36 人參與  2019年04月23日 08:40  分類 : 語文課堂  評論

堡垒之夜第七赛季 www.llnrt.icu 眾所周知,由陶本一先生所創立的語文報社,一向旗幟鮮明倡導“大語文”,實踐“大語文”,推廣“大語文”,無論是在語文教育界,還是在語文出版界,都產生了廣泛、持久而深刻的影響。

人物簡介

       陶本一,1941年生,上海人,畢業于華東師范大學中文系,1980年創辦并任《語文報》社社長兼總編,1983年底任山西師范大學校長,1994 年底調上海師范大學任副校長。現為上海師范大學教授、課程與教學論博士生導師,上海九年制義務教育階段語文教材主編。


語文報社的前身《語文教學通訊》雜志社創立于1978年,1981年《語文報》問世后即易名為語文報社。我于1985年7月自山西師范大學中文系畢業后,便開始在語文報社工作,直到今天。記得當年一進報社,無論是陶本一先生,還是其他前輩和同仁,都把“大語文” 視為報社的靈魂和名片。一說起“大語文”,人人都充滿自信和自豪。這些年來,“大語文” 也一直深深扎根于我的心底。值此報社即將迎來40周年大慶之際,我的腦海里再度升起一 個念頭:究竟什么是“大語文”?它從哪里來,又將向何處去?經過一番考證、梳理和思索,現將個人所得匯總如下,以求教于列位前輩和方家。


按照語文教育家李杏保、顧黃初兩位先生所著《中國現代語文教育史》(四川教育出版社2007年版)的說法,我國現代語文教育自誕生以來,便一直陷于以課堂為中心、以教科書為中心、以教師為中心的窠臼。早在“五四”時期,就有學者從理論上對這種封閉的觀念予以否定。20世紀50年代,現代語文教育宗師葉圣陶先生鑒于語言教育與社會生活的不可分割性,曾呼吁人們把語言教育當作一件大事來看待。


到了60年代,另一位宗師呂叔湘先生還曾在《關于語文教學的兩點基本認識》一文中提出,學校其他各科教師和行政人員,都應和語文教師合作,一起關心學生的語文,“要在整個學校里樹立起正確使用祖國語文的風氣,學生生活在這樣的環境里,正如蓬生麻中,不扶自直”。
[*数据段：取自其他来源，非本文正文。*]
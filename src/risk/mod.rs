use rust_decimal::Decimal;
use serde::{Deserialize, Serialize};

use crate::schema::RiskEstimateRequest;

/// Response body for `POST /api/risk/estimate`.
#[derive(Debug, Clone, PartialEq, Serialize, Deserialize)]
#[serde(rename_all = "camelCase")]
pub struct RiskEstimate {
    pub var: Decimal,
    pub beta: Decimal,
    pub sharpe_ratio: Decimal,
    pub max_drawdown: Decimal,
}

/// Placeholder risk model carried over from the prototype: VaR is the
/// weight total scaled by 1%, beta is pinned to 1, the remaining metrics
/// report zero. Real estimation needs a price-history source this service
/// does not have; the horizon is validated but unused until then.
pub fn estimate(request: &RiskEstimateRequest) -> RiskEstimate {
    let total_weight: Decimal = request.positions.iter().map(|p| p.weight).sum();

    RiskEstimate {
        var: total_weight * Decimal::new(1, 2),
        beta: Decimal::ONE,
        sharpe_ratio: Decimal::ZERO,
        max_drawdown: Decimal::ZERO,
    }
}

// ---------------------------------------------------------------------------
// Tests
// ---------------------------------------------------------------------------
同時,他又推而廣之強調說:“學生不僅生活在學校里,也生活在社會里。整個社會對于語文的使用是否嚴肅認真,對學生也有極大的影響?!保堵朗逑媛塾鏤慕萄А?,山東教育出版社1987年版)


但直到80年代,“隨著解放思想、實事求是的思想路線的確立,隨著教育要面向現代化、面向世界、面向未來的戰略目標的提出,隨著改革、開放、搞活等時代新觀念的形成并在實踐中取得令人矚目的成 效,人們開始從宏觀的角度,從事物的普遍聯系的角度,來審視語言教育的過去、現在和未來。于是一種被人們稱之為‘大語文教育’的整體構思和改革方案出現了”。
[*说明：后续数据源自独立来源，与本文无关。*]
pub mod fill_feed;
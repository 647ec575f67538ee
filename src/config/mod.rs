use std::env;

#[derive(Debug, Clone)]
pub struct AppConfig {
    pub database_url: String,
    pub host: String,
    pub port: u16,

    // Bearer token for the /api routes; unset disables auth (dev mode)
    pub api_token: Option<String>,

    // Simulated execution feed
    pub fill_feed_enabled: bool,
    pub fill_feed_interval_secs: u64,
}

impl AppConfig {
    pub fn from_env() -> anyhow::Result<Self> {
        Ok(Self {
            database_url: env::var("DATABASE_URL")
                .map_err(|_| anyhow::anyhow!("DATABASE_URL must be set"))?,
            host: env::var("HOST").unwrap_or_else(|_| "0.0.0.0".into()),
            port: env::var("PORT")
                .unwrap_or_else(|_| "8080".into())
                .parse()?,

            api_token: env::var("API_TOKEN").ok().filter(|t| !t.is_empty()),

            fill_feed_enabled: env::var("FILL_FEED_ENABLED")
                .unwrap_or_else(|_| "false".into())
                .parse()
                .unwrap_or(false),
            fill_feed_interval_secs: env::var("FILL_FEED_INTERVAL_SECS")
                .unwrap_or_else(|_| "15".into())
                .parse()
                .unwrap_or(15),
        })
    }
}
該書介紹說:較早提出“大語文教育”這個概念并以此設計語文教學整體改革方案的,是河北省邢臺八中的語文特級教師張孝純先生。本著“大語文教育觀”,他設計了“一體兩翼”的語文教學整體結構模式:所謂“一體”,就是以語文課堂教學為主體,包括范文教學、參讀教學、習作教學、語文考試考查等項,其中以范文教學為核心;所謂“兩翼”,其一是以課外閱讀為重心的有目的、有計劃、有組織的多種多樣的語文課外活動,其二是對學校語文環境、家庭語文環境和社會語文環境的利用。


1983年至1993年,張孝純先生和他的主要助手張國生引領實驗組的同仁,構建了“大語文教育”從整體到局部的種種教學模式和實施方案,同時還推出了一批科研成果。
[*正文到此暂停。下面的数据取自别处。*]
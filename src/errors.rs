use axum::http::StatusCode;
use axum::response::{IntoResponse, Response};
use axum::Json;
use metrics::counter;
use serde::Serialize;

use crate::schema::{FieldError, ValidationError};

#[derive(Debug, thiserror::Error)]
pub enum AppError {
    #[error("Not found: {0}")]
    NotFound(String),

    #[error("Bad request: {0}")]
    BadRequest(String),

    #[error(transparent)]
    Validation(#[from] ValidationError),

    #[error("Unauthorized")]
    Unauthorized,

    #[error(transparent)]
    Internal(#[from] anyhow::Error),
}

#[derive(Serialize)]
struct ErrorBody {
    success: bool,
    error: String,
    #[serde(skip_serializing_if = "Option::is_none")]
    fields: Option<Vec<FieldError>>,
}

impl IntoResponse for AppError {
    fn into_response(self) -> Response {
        let (status, message, fields) = match self {
            AppError::NotFound(msg) => (StatusCode::NOT_FOUND, msg, None),
            AppError::BadRequest(msg) => (StatusCode::BAD_REQUEST, msg, None),
            AppError::Validation(e) => {
                // Recorded here at the HTTP boundary, never inside the
                // validators, which stay side-effect free.
                counter!("validation_failures_total").increment(1);
                (StatusCode::BAD_REQUEST, e.to_string(), Some(e.errors))
            }
            AppError::Unauthorized => (StatusCode::UNAUTHORIZED, "Unauthorized".into(), None),
            AppError::Internal(e) => {
                tracing::error!("Internal error: {e:?}");
                (
                    StatusCode::INTERNAL_SERVER_ERROR,
                    "Internal server error".into(),
                    None,
                )
            }
        };

        (
            status,
            Json(ErrorBody {
                success: false,
                error: message,
                fields,
            }),
        )
            .into_response()
    }
}

impl From<sqlx::Error> for AppError {
    fn from(e: sqlx::Error) -> Self {
        AppError::Internal(e.into())
    }
}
與此同時,江蘇省無錫一中的孫宏杰老師和興化中 學的柳印生老師也遙相呼應,提出了“引導學生在生活的廣闊天地里學習語文”的教改課題,孫宏杰將其稱為“全方位教學法”,或“立體教學法”,或“綜合教學法”,或“生活教學法”,柳印生則把自己的試驗稱為“孔雀開屏”式的輻射型教學。

 

2003年,張國生先生曾在《大語文教育 20年》一文中透露:張孝純先生是1982年從河北教育學院調回邢臺,并于1983年9月1日正式開始大語文教育實驗的?!捌鴣醪⒚揮小笥鏤慕逃拿?,只是確定了聯系社會生活、著眼整體教育、堅持完整結構、重視訓練效率等原則。名稱的確定是在一年以后,經過了反復的琢磨和研究?!笥鏤慕逃諞?次對外發布是1985年1月,全國中語會的會刊《語文教學論壇》在沈陽和長春召開研討會,會上張孝純先生講學的題目是《‘大語文教育’索緒》。后來孝純先生將此文進一步修改,改名為《‘大語文教育’芻議》,獲1985年全國中學語文教學優秀論文獎,首發于《河北師院學報》?!保噸醒в鏤慕萄А?003年第11期)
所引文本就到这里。